Common isotope separation methods include a gas diffusion method, a centrifugal method, an electromagnetic method and the like, wherein the gas diffusion method is also called a porous membrane diffusion method, the aperture of a porous membrane is about 0.01-0.03 mu m, the basic working principle of the gas diffusion method is that isotopes are separated according to the difference of diffusion speeds of isotope molecules through the porous membrane, so that light isotopes are gathered on one side of the membrane, recombinant isotopes are gathered on the other side of the membrane, and the gas diffusion method is a main method for separating uranium 235; the basic working principle of the centrifugal method is to separate isotopes according to different equilibrium distributions of gas molecules with different masses in a centrifugal field, and the separation coefficient of the centrifugal method is related to the absolute mass difference; the electromagnetic isotope separation technology mainly uses an ion source, an electric field, a magnetic field and the like to separate isotopes. The ion source is used for emitting various isotope ions of one element, the various isotope ions enter the magnetic field after being accelerated by the electric field, the various isotope ions have the same kinetic energy after being accelerated by the electric field and do circular motion under the influence of Lorentz force after entering the magnetic field, the isotope with larger mass has large motion radius, the isotope with smaller mass has small motion radius, and different isotopes have different motion trails in the magnetic field, so that the separation of the various isotopes is realized.

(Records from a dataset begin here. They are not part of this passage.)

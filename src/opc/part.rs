//! A single part of a package: partname, content type, bytes and relationships

use crate::error::Result;
use crate::opc::{PartUri, Relationships};
use crate::xml::{parse_xml, Element, SerializeOptions};

#[derive(Clone, Debug)]
pub struct Part {
    partname: PartUri,
    content_type: String,
    blob: Vec<u8>,
    relationships: Relationships,
    modified: bool,
}

impl Part {
    pub fn new(partname: PartUri, content_type: impl Into<String>, blob: Vec<u8>) -> Self {
        Self {
            partname,
            content_type: content_type.into(),
            blob,
            relationships: Relationships::new(),
            modified: false,
        }
    }

    pub fn partname(&self) -> &PartUri {
        &self.partname
    }

    pub fn content_type(&self) -> &str {
        &self.content_type
    }

    /// Raw bytes as stored in the package
    pub fn blob(&self) -> &[u8] {
        &self.blob
    }

    pub fn set_blob(&mut self, blob: Vec<u8>) {
        self.blob = blob;
        self.modified = true;
    }

    /// Parse the part into a fresh markup tree.
    ///
    /// The tree is detached from the part: call [`Part::set_xml`] to store
    /// edits back.
    pub fn xml_root(&self) -> Result<Element> {
        let xml = std::str::from_utf8(&self.blob)?;
        parse_xml(xml)
    }

    /// Serialize `root` (with an XML declaration) as the new part content
    pub fn set_xml(&mut self, root: &Element) -> Result<()> {
        let xml = root.to_xml_with(&SerializeOptions::part())?;
        log::trace!("storing {} bytes of markup in {}", xml.len(), self.partname);
        self.set_blob(xml.into_bytes());
        Ok(())
    }

    pub fn relationships(&self) -> &Relationships {
        &self.relationships
    }

    pub fn relationships_mut(&mut self) -> &mut Relationships {
        self.modified = true;
        &mut self.relationships
    }

    pub(crate) fn set_relationships(&mut self, rels: Relationships) {
        self.relationships = rels;
    }

    /// Whether the blob or relationships changed since the part was loaded
    pub fn is_modified(&self) -> bool {
        self.modified
    }
}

Compared with other separation methods such as a gas diffusion method, a centrifugal method and the like, the electromagnetic separation method has good universality, can almost separate all elements on the periodic table of the elements, is the only feasible method for obtaining the isotopes such as Rb, Yb and the like, has high isotope abundance obtained by separation, and is the best choice for preparing the high-abundance isotopes at present. However, the electromagnetic separation method has the disadvantages of low productivity, high cost and difficulty in meeting the use requirements of a plurality of technical fields for stable isotopes. In view of this problem, the related art discloses an isotope electromagnetic separator that is provided with a plurality of ion sources and a plurality of receivers, and ions emitted from the plurality of ion sources are deflected in the same magnetic field and received by the corresponding receivers, respectively. Therefore, compared with the condition that the number of the ion sources and the number of the receivers are both one, the utilization rate of the magnetic field is higher, so that the capacity of the isotope electromagnetic separator is higher, the number of the ion sources is several, and the capacity can be improved by several times.

However, although the ion source is a device that operates at high temperature and high pressure, a plurality of ion sources emit ions to the same magnetic field, which can improve productivity, but also causes a problem in terms of insulation, and if the plurality of ion sources break down each other, production cannot be performed.

In view of the above, referring to fig. 1, the present application provides a one-chamber multi-source separation placing structure of an isotope electromagnetic separator, which includes a vacuum chamber 1, an ion source 2, a driving field, and a receiver 3. The number of the ion sources 2 is multiple, and the ion sources 2 are used for emitting ions into the vacuum chamber 1; the driving field is used for driving ions emitted by the ion source 2 to move in an accelerating way and deflect in the vacuum chamber 1; the number of the receivers 3 is multiple, the number of the receivers 3 is the same as that of the ion sources 2, each receiver 3 is arranged on a path after the accelerated motion and deflection of the ions emitted by the corresponding ion source 2 so as to receive multiple isotopes of the ions emitted by the corresponding ion source 2, and the motion paths of the ions emitted by the ion sources 2 are not interfered with each other.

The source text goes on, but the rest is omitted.